L. Yang et al., “Role of Support-Nanoalloy Interactions in the Atomic-Scale Structural and Chemical Ordering for Tuning Catalytic Sites”, JOURNAL OF THE AMERICAN CHEMICAL SOCIETY, vo. 134, no. 36, Sep. 12, 2012, discloses alloy nanoparticles as an oxidation catalyst, which may be supported on silica, titania or carbon, wherein the catalyst is employed for the oxidation of CO.

Thus, there remains a need for still more efficient catalysts for the treatment of exhaust gases of internal combustion engines. A specific need includes a catalyst that provides excellent conversion of CO, HC, and NOΔNOoxidation and that is stable to hydrothermal aging.

The present disclosure is directed to oxidation catalysts which are ternary alloy nanoparticle catalysts. The ternary alloy nanoparticle catalyst comprise a platinum group metal that is alloyed with at least two transition metal elements. The platinum group metal may be chosen from Pt, Pd, Ru, Rh, Ir, and Os; and the at least two transition metal elements may be chosen from Ni, Co, Mn, Fe, V, Zn, Cu, Ti, Sc, and Cr. The present disclosure is further directed to a diesel oxidation catalyst comprising the above ternary alloy nanoparticle catalyst.

The ternary alloy nanoparticle catalyst may be supported on a refractory oxide support, and the refractory oxide support may be chosen from silica, δ-alumina, θ-alumina, γ-alumina, Si-doped alumina, alkaline earth metal-stabilized alumina, transition metal-stabilized alumina, zirconia, and titania.

The platinum group metal content of the ternary alloy nanoparticle may be less than or equal to about 80 atom % of the metal content, and the platinum group metal weight ratio may be about 30 atom % to about 50 atom % of the metal content.

The at least two transition metal elements of the ternary alloy nanoparticle may have a combined ratio of about 20 atom % to about 80 atom % of the metal content.

The platinum group metal and the at least two transition metal elements of the ternary alloy nanoparticle catalyst may be detectable by TEM/EDS (Transmission Electron Microscopy coupled with Energy Dispersive X-ray Spectroscopy), X-Ray Diffractometry, or a combination thereof.

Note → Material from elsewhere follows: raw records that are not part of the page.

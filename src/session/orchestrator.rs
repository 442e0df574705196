//! Connection Orchestrator
//!
//! One task owns every piece of connection state: the credential broker, the
//! transport session, the liveness monitor and the command dispatcher. The
//! outside world talks to it through [`ConsoleHandle`] (an `mpsc` command
//! channel) and observes it through two `watch` channels: [`ConsoleStatus`]
//! and [`DeviceState`].
//!
//! ```text
//! Unauthenticated -> AcquiringCredentials -> Signing -> Connecting -> Subscribing -> Live
//!     Live <-> Degraded                       (soft staleness, shadow resync)
//!     Live -> Reconnecting -> AcquiringCredentials   (hard staleness or abnormal loss)
//!     * -> Terminated                         (operator sign-out)
//! ```

use super::backoff::{ReconnectPolicy, ReconnectionDecision};
use super::dispatcher::{random_suffix, CommandDispatcher};
use super::liveness::{LivenessMonitor, LivenessSignal, Staleness};
use super::state::{ConsoleState, ConsoleStatus, DeviceStateStore, ShadowStatus};
use crate::auth::{CredentialBroker, CredentialError, Credentials, IdentityExchange, IdentityProof};
use crate::clock::Clock;
use crate::config::ConsoleConfig;
use crate::error::ConsoleError;
use crate::protocol::{
    route_message, CallCommand, DeviceState, RoutedMessage, StatusUpdate, TopicKind, TopicSet,
    SHADOW_GET_PAYLOAD,
};
use crate::signing::{RequestSigner, SigningParams};
use crate::transport::{
    ConnectOptions, LossReason, QoS, SessionEvent, SessionEventKind, SessionEventReceiver,
    TransportConnector, TransportError, TransportSession, LOSS_REFUSED,
};
use chrono::{DateTime, Utc};
use std::sync::Arc;
use std::time::Duration;
use tokio::sync::{mpsc, oneshot, watch};
use tokio::task::JoinHandle;
use tokio::time::MissedTickBehavior;
use tracing::{debug, error, info, warn, Instrument};

const COMMAND_CHANNEL_CAPACITY: usize = 32;

/// Requests from the operator surface
#[derive(Debug)]
pub enum ConsoleCommand {
    Call {
        destination: String,
        reply: oneshot::Sender<Result<CallCommand, ConsoleError>>,
    },
    SignIn {
        proof: IdentityProof,
        reply: oneshot::Sender<()>,
    },
    SignOut {
        reply: oneshot::Sender<()>,
    },
}

/// Cloneable handle to a running orchestrator
#[derive(Clone)]
pub struct ConsoleHandle {
    commands: mpsc::Sender<ConsoleCommand>,
    status: watch::Receiver<ConsoleStatus>,
    device: watch::Receiver<DeviceState>,
}
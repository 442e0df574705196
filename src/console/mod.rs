//! Operator surface over HTTP

pub mod http;

pub use http::{routes, serve};
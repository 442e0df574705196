//! AMR operator console - connection and liveness manager
//!
//! Keeps one authenticated publish/subscribe session open to a robot's
//! device gateway and tracks whether the robot itself is still alive.
//!
//! # Overview
//!
//! - [`auth`]: transient credentials from an identity exchange, cached by the broker
//! - [`signing`]: SigV4 presigned `wss://` connection URLs
//! - [`transport`]: the single live session over MQTT-over-WebSocket
//! - [`session`]: orchestrator state machine, liveness monitor, backoff, commands
//! - [`protocol`]: topic layout and device/shadow payloads
//! - [`console`]: the operator HTTP surface
//!
//! # Quick Start
//!
//! ```rust
//! use amr_console::protocol::{route_message, RoutedMessage, RobotState};
//!
//! let topic = "$aws/things/AMR-001/shadow/name/robot/get/accepted";
//! let payload = br#"{"state":{"reported":{"state":"idle","updatedAt":1000,"heartbeatAt":900}}}"#;
//!
//! match route_message(topic, payload).unwrap() {
//!     RoutedMessage::Status { update, .. } => assert_eq!(update.state, Some(RobotState::Idle)),
//!     other => panic!("unexpected route: {other:?}"),
//! }
//! ```

pub mod auth;
pub mod clock;
pub mod config;
pub mod console;
pub mod error;
pub mod observability;
pub mod protocol;
pub mod session;
pub mod signing;
pub mod testing;
pub mod transport;

pub use config::ConsoleConfig;
pub use error::{ConsoleError, ConsoleResult};
pub use session::{ConnectionOrchestrator, ConsoleHandle, ConsoleState, ConsoleStatus};
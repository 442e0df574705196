//! Test helpers and utilities for integration tests

use amr_console::auth::IdentityProof;
use amr_console::clock::ManualClock;
use amr_console::config::ConsoleConfig;
use amr_console::session::ConnectionOrchestrator;
use amr_console::testing::{MockIdentityExchange, MockTransportConnector};
use amr_console::transport::SessionEventReceiver;
use chrono::{Duration, TimeZone, Utc};
use std::sync::Arc;

pub const TEST_CONFIG_TOML: &str = r#"
[iot]
region = "us-east-1"
endpoint = "example-ats.iot.us-east-1.amazonaws.com"
thing_name = "AMR-001"
shadow_name = "robot"

[identity]
identity_pool_id = "us-east-1:00000000-0000-0000-0000-000000000000"
user_pool_id = "us-east-1_TESTPOOL"
retry_delay_ms = 0

[console]
destinations = ["A-01", "B-02", "C-03"]
"#;

/// Create a test configuration for integration tests
#[allow(dead_code)]
pub fn test_config() -> ConsoleConfig {
    ConsoleConfig::from_toml_str(TEST_CONFIG_TOML).unwrap()
}

/// Orchestrator wired to mocks and a manual clock
#[allow(dead_code)]
pub struct Harness {
    pub orchestrator: ConnectionOrchestrator,
    pub events: SessionEventReceiver,
    pub connector: Arc<MockTransportConnector>,
    pub exchange: Arc<MockIdentityExchange>,
    pub clock: Arc<ManualClock>,
}

#[allow(dead_code)]
impl Harness {
    pub fn new() -> Self {
        Self::with_config(test_config())
    }

    pub fn with_config(config: ConsoleConfig) -> Self {
        let clock = Arc::new(ManualClock::new(
            Utc.with_ymd_and_hms(2024, 1, 1, 12, 0, 0).unwrap(),
        ));
        let exchange = Arc::new(MockIdentityExchange::new(
            clock.clone(),
            Duration::seconds(3600),
        ));
        let connector = Arc::new(MockTransportConnector::new());
        let (orchestrator, events) = ConnectionOrchestrator::new(
            Arc::new(config),
            clock.clone(),
            exchange.clone(),
            Some(IdentityProof::new("test-id-token")),
            connector.clone(),
        );
        Self {
            orchestrator,
            events,
            connector,
            exchange,
            clock,
        }
    }

    /// Feed every queued transport event to the orchestrator
    pub async fn pump_events(&mut self) -> usize {
        let mut handled = 0;
        while let Ok(event) = self.events.try_recv() {
            self.orchestrator.handle_session_event(event).await;
            handled += 1;
        }
        handled
    }

    pub fn advance_ms(&self, ms: i64) {
        self.clock.advance(Duration::milliseconds(ms));
    }

    pub fn now_ms(&self) -> i64 {
        use amr_console::clock::Clock;
        self.clock.now().timestamp_millis()
    }
}
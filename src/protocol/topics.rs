//! Topic layout for one thing and its named shadow

use crate::config::IotSection;

/// What an inbound topic carries, decided by its suffix
#[derive(Debug, Clone, Copy, PartialEq, Eq)]
pub enum TopicKind {
    DeviceStatus,
    ShadowUpdateDocuments,
    ShadowGetAccepted,
    ShadowGetRejected,
}

/// Every topic the console subscribes or publishes to
#[derive(Debug, Clone, PartialEq, Eq)]
pub struct TopicSet {
    pub status: String,
    pub shadow_update_documents: String,
    pub shadow_get_accepted: String,
    pub shadow_get_rejected: String,
    pub shadow_get: String,
    pub command_call: String,
}

impl TopicSet {
    pub fn new(namespace: &str, shadow_prefix: &str, thing: &str, shadow: &str) -> Self {
        let shadow_root = format!("{shadow_prefix}/{thing}/shadow/name/{shadow}");
        Self {
            status: format!("{namespace}/{thing}/status"),
            shadow_update_documents: format!("{shadow_root}/update/documents"),
            shadow_get_accepted: format!("{shadow_root}/get/accepted"),
            shadow_get_rejected: format!("{shadow_root}/get/rejected"),
            shadow_get: format!("{shadow_root}/get"),
            command_call: format!("{namespace}/{thing}/cmd/call"),
        }
    }

    pub fn from_iot(iot: &IotSection) -> Self {
        Self::new(
            &iot.topic_namespace,
            &iot.shadow_topic_prefix,
            &iot.thing_name,
            &iot.shadow_name,
        )
    }

    /// The fixed subscription set, in subscribe order
    pub fn subscriptions(&self) -> Vec<String> {
        vec![
            self.status.clone(),
            self.shadow_update_documents.clone(),
            self.shadow_get_accepted.clone(),
            self.shadow_get_rejected.clone(),
        ]
    }
}

/// Classify an inbound topic by suffix
pub fn classify_topic(topic: &str) -> Option<TopicKind> {
    if topic.ends_with("/status") {
        Some(TopicKind::DeviceStatus)
    } else if topic.ends_with("/get/accepted") {
        Some(TopicKind::ShadowGetAccepted)
    } else if topic.ends_with("/update/documents") {
        Some(TopicKind::ShadowUpdateDocuments)
    } else if topic.ends_with("/get/rejected") {
        Some(TopicKind::ShadowGetRejected)
    } else {
        None
    }
}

The XRD of the ternary alloy nanoparticle may exhibit 2theta values for Pt fcc (111) ranging from about 39.7° to about 42° upon incorporation of different levels of the at least two transition metals.

The ternary alloy nanoparticle catalyst may be chosen from PtNiCo and PtMnFe. The atomic ratio of the PtNiCo ternary alloy nanoparticle catalyst may be about 20-80% Pt, about 1-50% Ni, and about 5-40% Co. The atomic ratio of the PtMnFe ternary alloy nanoparticle catalyst may be about 15-40% Pt, about 10-50% Mn, and about 10-50% Fe.

The present disclosure also provides for a process for preparing a ternary alloy nanoparticle catalyst comprising a platinum group metal alloyed with at least two transition metal elements. The process may include combining a precursor of the platinum group metal and precursors of the at least two transition metal elements with a capping agent in an organic solvent to form a solution; introducing a reducing agent to the solution to produce a colloidal suspension of the ternary alloy nanoparticle catalyst; collecting and adsorbing the ternary alloy nanoparticle catalyst onto a refractory oxide support; and drying and calcining the adsorbed ternary alloy nanoparticle catalyst and refractory oxide support.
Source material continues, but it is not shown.